### Exercise inputs

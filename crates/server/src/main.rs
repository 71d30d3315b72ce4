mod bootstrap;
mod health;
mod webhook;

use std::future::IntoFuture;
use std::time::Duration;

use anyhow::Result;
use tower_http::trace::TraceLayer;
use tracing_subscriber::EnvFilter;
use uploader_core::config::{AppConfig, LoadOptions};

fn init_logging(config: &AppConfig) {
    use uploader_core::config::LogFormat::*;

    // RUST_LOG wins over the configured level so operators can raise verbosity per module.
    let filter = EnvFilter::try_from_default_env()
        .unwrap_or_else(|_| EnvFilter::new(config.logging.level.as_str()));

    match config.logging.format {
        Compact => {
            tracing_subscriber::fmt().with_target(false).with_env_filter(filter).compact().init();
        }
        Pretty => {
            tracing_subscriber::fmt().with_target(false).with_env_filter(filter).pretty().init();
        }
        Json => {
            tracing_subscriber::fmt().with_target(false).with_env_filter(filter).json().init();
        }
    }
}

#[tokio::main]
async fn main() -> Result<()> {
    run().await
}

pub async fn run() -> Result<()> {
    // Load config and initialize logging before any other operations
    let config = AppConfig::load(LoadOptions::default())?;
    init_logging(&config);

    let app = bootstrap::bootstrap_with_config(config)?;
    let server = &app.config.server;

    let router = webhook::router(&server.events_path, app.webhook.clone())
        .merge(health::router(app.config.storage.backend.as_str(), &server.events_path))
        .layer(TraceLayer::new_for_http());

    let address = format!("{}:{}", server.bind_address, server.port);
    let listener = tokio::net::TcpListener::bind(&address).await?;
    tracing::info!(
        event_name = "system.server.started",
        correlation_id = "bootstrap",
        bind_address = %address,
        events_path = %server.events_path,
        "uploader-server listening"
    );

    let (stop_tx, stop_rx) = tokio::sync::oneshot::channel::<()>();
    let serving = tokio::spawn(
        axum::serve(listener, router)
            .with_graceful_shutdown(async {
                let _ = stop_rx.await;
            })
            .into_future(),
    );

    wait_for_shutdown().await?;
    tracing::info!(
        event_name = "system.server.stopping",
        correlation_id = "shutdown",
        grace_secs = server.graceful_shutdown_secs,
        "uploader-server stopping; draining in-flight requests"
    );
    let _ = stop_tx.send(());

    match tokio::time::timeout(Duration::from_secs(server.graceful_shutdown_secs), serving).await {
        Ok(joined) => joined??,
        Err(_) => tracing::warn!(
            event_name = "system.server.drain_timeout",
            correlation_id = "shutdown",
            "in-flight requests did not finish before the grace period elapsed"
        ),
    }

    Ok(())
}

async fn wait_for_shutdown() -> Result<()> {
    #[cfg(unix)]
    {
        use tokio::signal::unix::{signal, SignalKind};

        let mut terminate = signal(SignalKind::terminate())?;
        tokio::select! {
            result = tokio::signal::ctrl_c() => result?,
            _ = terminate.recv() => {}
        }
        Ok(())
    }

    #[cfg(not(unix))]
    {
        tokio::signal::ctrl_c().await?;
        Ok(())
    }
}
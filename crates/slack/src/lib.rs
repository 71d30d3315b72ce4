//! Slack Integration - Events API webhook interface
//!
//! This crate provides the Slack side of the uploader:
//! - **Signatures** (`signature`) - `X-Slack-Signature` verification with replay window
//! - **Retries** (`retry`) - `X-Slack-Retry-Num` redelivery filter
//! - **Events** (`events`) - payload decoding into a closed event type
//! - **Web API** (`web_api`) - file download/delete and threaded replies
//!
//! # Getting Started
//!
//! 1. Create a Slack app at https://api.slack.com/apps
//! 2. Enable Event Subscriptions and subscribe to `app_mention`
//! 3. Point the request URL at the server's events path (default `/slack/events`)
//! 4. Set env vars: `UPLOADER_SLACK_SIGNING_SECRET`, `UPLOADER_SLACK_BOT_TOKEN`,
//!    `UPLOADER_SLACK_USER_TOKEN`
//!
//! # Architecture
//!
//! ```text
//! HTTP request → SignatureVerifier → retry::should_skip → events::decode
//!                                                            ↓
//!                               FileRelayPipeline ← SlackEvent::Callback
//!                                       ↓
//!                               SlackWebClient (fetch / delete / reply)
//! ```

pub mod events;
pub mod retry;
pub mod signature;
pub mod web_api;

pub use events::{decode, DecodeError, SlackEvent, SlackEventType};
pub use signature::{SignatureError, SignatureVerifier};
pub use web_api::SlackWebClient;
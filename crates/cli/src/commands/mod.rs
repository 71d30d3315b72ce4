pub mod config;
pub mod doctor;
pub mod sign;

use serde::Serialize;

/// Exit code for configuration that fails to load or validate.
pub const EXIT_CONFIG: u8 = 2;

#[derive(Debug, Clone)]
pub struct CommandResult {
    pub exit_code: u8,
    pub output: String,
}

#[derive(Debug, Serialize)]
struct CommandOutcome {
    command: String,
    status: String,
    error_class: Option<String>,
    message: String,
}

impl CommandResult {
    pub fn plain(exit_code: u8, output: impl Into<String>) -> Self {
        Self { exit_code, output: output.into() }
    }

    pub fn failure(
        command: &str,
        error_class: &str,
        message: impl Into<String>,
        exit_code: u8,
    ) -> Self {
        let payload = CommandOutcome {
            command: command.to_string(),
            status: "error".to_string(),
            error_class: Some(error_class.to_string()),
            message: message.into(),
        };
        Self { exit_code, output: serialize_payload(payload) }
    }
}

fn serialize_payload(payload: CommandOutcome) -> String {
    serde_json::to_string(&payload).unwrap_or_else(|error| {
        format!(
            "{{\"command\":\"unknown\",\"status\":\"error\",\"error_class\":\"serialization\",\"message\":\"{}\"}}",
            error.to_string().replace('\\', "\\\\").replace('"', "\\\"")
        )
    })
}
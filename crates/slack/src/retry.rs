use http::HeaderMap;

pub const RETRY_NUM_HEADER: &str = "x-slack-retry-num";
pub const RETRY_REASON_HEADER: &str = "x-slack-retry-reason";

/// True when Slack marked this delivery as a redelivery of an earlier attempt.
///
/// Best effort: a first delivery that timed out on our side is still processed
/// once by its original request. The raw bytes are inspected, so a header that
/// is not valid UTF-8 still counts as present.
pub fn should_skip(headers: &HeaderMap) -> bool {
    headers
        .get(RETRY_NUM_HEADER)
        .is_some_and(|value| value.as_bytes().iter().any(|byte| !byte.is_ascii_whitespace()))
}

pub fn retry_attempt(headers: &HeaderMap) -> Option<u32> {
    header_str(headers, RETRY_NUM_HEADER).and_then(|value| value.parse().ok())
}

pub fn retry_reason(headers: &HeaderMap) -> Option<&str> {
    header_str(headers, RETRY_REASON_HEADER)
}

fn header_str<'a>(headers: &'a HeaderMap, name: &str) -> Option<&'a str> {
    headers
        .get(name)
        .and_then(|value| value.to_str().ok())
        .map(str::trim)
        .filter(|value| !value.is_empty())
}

######

Assigned task. Could you write out all the entries word for word?

Answer area.
filename crates/server/src/main.rs
repository 71d30d3315b72ce4
mod bootstrap;
mod health;
mod webhook;

use std::future::IntoFuture;
use std::time::Duration;

use anyhow::Result;
use tower_http::trace::TraceLayer;
use tracing_subscriber::EnvFilter;
use uploader_core::config::{AppConfig, LoadOptions};

fn init_logging(config: &AppConfig) {
    use uploader_core::config::LogFormat::*;

    // RUST_LOG wins over the configured level so operators can raise verbosity per module.
    let filter = EnvFilter::try_from_default_env()
        .unwrap_or_else(|_| EnvFilter::new(config.logging.level.as_str()));

    match config.logging.format {
        Compact => {
            tracing_subscriber::fmt().with_target(false).with_env_filter(filter).compact().init();
        }
        Pretty => {
            tracing_subscriber::fmt().with_target(false).with_env_filter(filter).pretty().init();
        }
        Json => {
            tracing_subscriber::fmt().with_target(false).with_env_filter(filter).json().init();
        }
    }
}

#[tokio::main]
async fn main() -> Result<()> {
    run().await
}

pub async fn run() -> Result<()> {
    // Load config and initialize logging before any other operations
    let config = AppConfig::load(LoadOptions::default())?;
    init_logging(&config);

    let app = bootstrap::bootstrap_with_config(config)?;
    let server = &app.config.server;

    let router = webhook::router(&server.events_path, app.webhook.clone())
        .merge(health::router(app.config.storage.backend.as_str(), &server.events_path))
        .layer(TraceLayer::new_for_http());

    let address = format!("{}:{}", server.bind_address, server.port);
    let listener = tokio::net::TcpListener::bind(&address).await?;
    tracing::info!(
        event_name = "system.server.started",
        correlation_id = "bootstrap",
        bind_address = %address,
        events_path = %server.events_path,
        "uploader-server listening"
    );

    let (stop_tx, stop_rx) = tokio::sync::oneshot::channel::<()>();
    let serving = tokio::spawn(
        axum::serve(listener, router)
            .with_graceful_shutdown(async {
                let _ = stop_rx.await;
            })
            .into_future(),
    );

    wait_for_shutdown().await?;
    tracing::info!(
        event_name = "system.server.stopping",
        correlation_id = "shutdown",
        grace_secs = server.graceful_shutdown_secs,
        "uploader-server stopping; draining in-flight requests"
    );
    let _ = stop_tx.send(());

    match tokio::time::timeout(Duration::from_secs(server.graceful_shutdown_secs), serving).await {
        Ok(joined) => joined??,
        Err(_) => tracing::warn!(
            event_name = "system.server.drain_timeout",
            correlation_id = "shutdown",
            "in-flight requests did not finish before the grace period elapsed"
        ),
    }

    Ok(())
}

async fn wait_for_shutdown() -> Result<()> {
    #[cfg(unix)]
    {
        use tokio::signal::unix::{signal, SignalKind};

        let mut terminate = signal(SignalKind::terminate())?;
        tokio::select! {
            result = tokio::signal::ctrl_c() => result?,
            _ = terminate.recv() => {}
        }
        Ok(())
    }

    #[cfg(not(unix))]
    {
        tokio::signal::ctrl_c().await?;
        Ok(())
    }
}
filename crates/slack/src/lib.rs
repository 71d30d3315b72ce4
//! Slack Integration - Events API webhook interface
//!
//! This crate provides the Slack side of the uploader:
//! - **Signatures** (`signature`) - `X-Slack-Signature` verification with replay window
//! - **Retries** (`retry`) - `X-Slack-Retry-Num` redelivery filter
//! - **Events** (`events`) - payload decoding into a closed event type
//! - **Web API** (`web_api`) - file download/delete and threaded replies
//!
//! # Getting Started
//!
//! 1. Create a Slack app at https://api.slack.com/apps
//! 2. Enable Event Subscriptions and subscribe to `app_mention`
//! 3. Point the request URL at the server's events path (default `/slack/events`)
//! 4. Set env vars: `UPLOADER_SLACK_SIGNING_SECRET`, `UPLOADER_SLACK_BOT_TOKEN`,
//!    `UPLOADER_SLACK_USER_TOKEN`
//!
//! # Architecture
//!
//! ```text
//! HTTP request → SignatureVerifier → retry::should_skip → events::decode
//!                                                            ↓
//!                               FileRelayPipeline ← SlackEvent::Callback
//!                                       ↓
//!                               SlackWebClient (fetch / delete / reply)
//! ```

pub mod events;
pub mod retry;
pub mod signature;
pub mod web_api;

pub use events::{decode, DecodeError, SlackEvent, SlackEventType};
pub use signature::{SignatureError, SignatureVerifier};
pub use web_api::SlackWebClient;
filename crates/cli/src/commands/mod.rs
repository 71d30d3315b72ce4
pub mod config;
pub mod doctor;
pub mod sign;

use serde::Serialize;

/// Exit code for configuration that fails to load or validate.
pub const EXIT_CONFIG: u8 = 2;

#[derive(Debug, Clone)]
pub struct CommandResult {
    pub exit_code: u8,
    pub output: String,
}

#[derive(Debug, Serialize)]
struct CommandOutcome {
    command: String,
    status: String,
    error_class: Option<String>,
    message: String,
}

impl CommandResult {
    pub fn plain(exit_code: u8, output: impl Into<String>) -> Self {
        Self { exit_code, output: output.into() }
    }

    pub fn failure(
        command: &str,
        error_class: &str,
        message: impl Into<String>,
        exit_code: u8,
    ) -> Self {
        let payload = CommandOutcome {
            command: command.to_string(),
            status: "error".to_string(),
            error_class: Some(error_class.to_string()),
            message: message.into(),
        };
        Self { exit_code, output: serialize_payload(payload) }
    }
}

fn serialize_payload(payload: CommandOutcome) -> String {
    serde_json::to_string(&payload).unwrap_or_else(|error| {
        format!(
            "{{\"command\":\"unknown\",\"status\":\"error\",\"error_class\":\"serialization\",\"message\":\"{}\"}}",
            error.to_string().replace('\\', "\\\\").replace('"', "\\\"")
        )
    })
}
filename crates/slack/src/retry.rs
use http::HeaderMap;

pub const RETRY_NUM_HEADER: &str = "x-slack-retry-num";
pub const RETRY_REASON_HEADER: &str = "x-slack-retry-reason";

/// True when Slack marked this delivery as a redelivery of an earlier attempt.
///
/// Best effort: a first delivery that timed out on our side is still processed
/// once by its original request. The raw bytes are inspected, so a header that
/// is not valid UTF-8 still counts as present.
pub fn should_skip(headers: &HeaderMap) -> bool {
    headers
        .get(RETRY_NUM_HEADER)
        .is_some_and(|value| value.as_bytes().iter().any(|byte| !byte.is_ascii_whitespace()))
}

pub fn retry_attempt(headers: &HeaderMap) -> Option<u32> {
    header_str(headers, RETRY_NUM_HEADER).and_then(|value| value.parse().ok())
}

pub fn retry_reason(headers: &HeaderMap) -> Option<&str> {
    header_str(headers, RETRY_REASON_HEADER)
}

fn header_str<'a>(headers: &'a HeaderMap, name: &str) -> Option<&'a str> {
    headers
        .get(name)
        .and_then(|value| value.to_str().ok())
        .map(str::trim)
        .filter(|value| !value.is_empty())
}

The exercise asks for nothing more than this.